Museum in Tallinn, Estonia

Chocolala Chocolate Museum (Chocolala Šokolaadimuuseum) is a specialty museum dedicated to the history of the Estonian chocolate industry. It is located in the Tallinn Old Town district near Freedom Square, Tallinn, Estonia.

== History ==
The museum opened to the public on 1 June 2018. Its founder, Kristi Lehtis, is an established Estonian chocolate maker and chocolate art collector. The objective of the museum is to show and inform visitors about the history of the Estonian chocolate industry and traditions since 1806.

== Building ==
The museum is located in a historical building bordering on Suur-Karja Street 20 / Pärnu Road 12. The Property was built in the years 1899–1900 by architects Rudolf von Engelhardt and Nikolai Thamm Jr. for Tallinn's German Club.

The premises are located around a courtyard, the main hall is located on Suur-Karja street. The building was remodeled in 1922, 1928 and 1938 according to plans by architect Edgar Johan Kuusik. By then, the building was housing Krediit Bank and the main Post Office. In the basement of the building, parallel to Pärnu maantee, there was a bowling alley.

Between 1913 and 1939, Paul Kroll's hairdressing company was located in the building.

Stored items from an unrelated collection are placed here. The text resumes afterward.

//! Error types for process execution.
//!
//! Every failure a runner can hit while launching, redirecting or waiting
//! on a child process has its own variant. The boolean entry points in
//! `procrun-process` collapse all of them to `false`; the `try_*` entry
//! points hand them to the caller unchanged.

use thiserror::Error;

use crate::types::ExecPhase;

/// Error type for process execution.
#[derive(Error, Debug, Clone, PartialEq, Eq)]
pub enum ExecError {
    /// The command interpreter could not be launched.
    #[error("Shell unavailable: {shell} - {reason}")]
    ShellUnavailable { shell: String, reason: String },

    /// The argument vector cannot be handed to the OS.
    #[error("Invalid command: {reason}")]
    InvalidCommand { reason: String },

    /// The child process could not be created.
    #[error("Process spawn failed: {program} - {reason}")]
    SpawnFailed { program: String, reason: String },

    /// The child was created but the executable image could not be loaded.
    #[error("Exec failed: {program} - {reason}")]
    ExecFailed { program: String, reason: String },

    /// The redirect target could not be opened for writing.
    #[error("Cannot open output file: {path} - {reason}")]
    OutputOpenFailed { path: String, reason: String },

    /// Standard output could not be rebound to the redirect target.
    #[error("Output redirect failed: {program} - {reason}")]
    RedirectFailed { program: String, reason: String },

    /// Waiting for the child failed.
    #[error("Wait failed: {program} - {reason}")]
    WaitFailed { program: String, reason: String },

    /// The child was terminated by a signal.
    #[error("Process killed: {program} - {signal_name} ({signal})")]
    Signaled {
        program: String,
        signal: i32,
        signal_name: String,
    },

    /// The child exited normally with a non-zero code.
    #[error("Process exited with non-zero status: {program} - exit code {code}")]
    NonZeroExit { program: String, code: i32 },

    /// The platform reported neither an exit code nor a signal.
    #[error("Process terminated abnormally: {program}")]
    AbnormalTermination { program: String },

    /// Runner configuration is unusable.
    #[error("Configuration error: {reason}")]
    Configuration { reason: String },
}

impl ExecError {
    pub fn shell_unavailable(shell: impl Into<String>, reason: impl Into<String>) -> Self {
        Self::ShellUnavailable {
            shell: shell.into(),
            reason: reason.into(),
        }
    }

    pub fn invalid_command(reason: impl Into<String>) -> Self {
        Self::InvalidCommand {
            reason: reason.into(),
        }
    }

    pub fn spawn_failed(program: impl Into<String>, reason: impl Into<String>) -> Self {
        Self::SpawnFailed {
            program: program.into(),
            reason: reason.into(),
        }
    }

    pub fn exec_failed(program: impl Into<String>, reason: impl Into<String>) -> Self {
        Self::ExecFailed {
            program: program.into(),
            reason: reason.into(),
        }
    }

    pub fn output_open_failed(path: impl Into<String>, reason: impl Into<String>) -> Self {
        Self::OutputOpenFailed {
            path: path.into(),
            reason: reason.into(),
        }
    }

    pub fn redirect_failed(program: impl Into<String>, reason: impl Into<String>) -> Self {
        Self::RedirectFailed {
            program: program.into(),
            reason: reason.into(),
        }
    }

    pub fn wait_failed(program: impl Into<String>, reason: impl Into<String>) -> Self {
        Self::WaitFailed {
            program: program.into(),
            reason: reason.into(),
        }
    }

    pub fn signaled(
        program: impl Into<String>,
        signal: i32,
        signal_name: impl Into<String>,
    ) -> Self {
        Self::Signaled {
            program: program.into(),
            signal,
            signal_name: signal_name.into(),
        }
    }

    pub fn non_zero_exit(program: impl Into<String>, code: i32) -> Self {
        Self::NonZeroExit {
            program: program.into(),
            code,
        }
    }

    pub fn abnormal_termination(program: impl Into<String>) -> Self {
        Self::AbnormalTermination {
            program: program.into(),
        }
    }

    pub fn configuration(reason: impl Into<String>) -> Self {
        Self::Configuration {
            reason: reason.into(),
        }
    }

    /// The terminal phase of the execution state machine this error ends in.
    ///
    /// A failed image replacement or redirect happens inside the child, so
    /// the parent sees it as an abnormal child outcome, not a spawn failure.
    pub fn phase(&self) -> ExecPhase {
        match self {
            Self::ShellUnavailable { .. }
            | Self::InvalidCommand { .. }
            | Self::SpawnFailed { .. }
            | Self::OutputOpenFailed { .. }
            | Self::Configuration { .. } => ExecPhase::SpawnFailed,
            Self::WaitFailed { .. } => ExecPhase::WaitFailed,
            Self::NonZeroExit { .. } => ExecPhase::ExitedNormal,
            Self::ExecFailed { .. }
            | Self::RedirectFailed { .. }
            | Self::Signaled { .. }
            | Self::AbnormalTermination { .. } => ExecPhase::ExitedAbnormal,
        }
    }

    /// True when no child process was ever started.
    pub fn before_spawn(&self) -> bool {
        self.phase() == ExecPhase::SpawnFailed
    }
}

/// Result type for process execution.
pub type ExecResult<T> = std::result::Result<T, ExecError>;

Today, the building comprises business offices. Chocolala Chocolate Museum is located in the basement of the building that used to serve as the vault of a local bank.

== Collections ==
The collections of the museum are categorized into boxes, wrappings, and molds for chocolate and marzipan. There are approximately 1,500 items, exposed in a 150 square meters dedicated space. Movies on Estonian chocolate making from the 1930s and 1950s are projected. The museum exposes also original art pieces from Estonian artists, such as a large chocolate sculpture inspired from a work by Simson von Seakyl, a dress made from chocolate wrappings, a wall painting of the Mayan God Quetzalcoatl and a cocoa tree.

==Prepare your visit==

Tallinn confectionery industry is over two centuries old. A guild of sugar bakers, making cakes, chocolate, marmalade and marzipan existed at the beginning of the 18 century. Marzipan particularly was made in Tallinn since the Middle Ages and was sold at the Town council pharmacy of Tallinn for pains of unrequited love and for stimulating mental activity.

===19th century===

Lorenz Cawiezel, a sugar baker who had trained in Switzerland bought a house in Tallinn Pikk Street and established a confectionery shop there in 1806. The house stood at the place where the Café Maiasmokk is located now. In 1864, Georg Stude bought the property and extended it to the neighbouring building. The new chocolate and marzipan confectionery became known far and wide, even the Tsar's court in Saint Petersburg sent for these sweets.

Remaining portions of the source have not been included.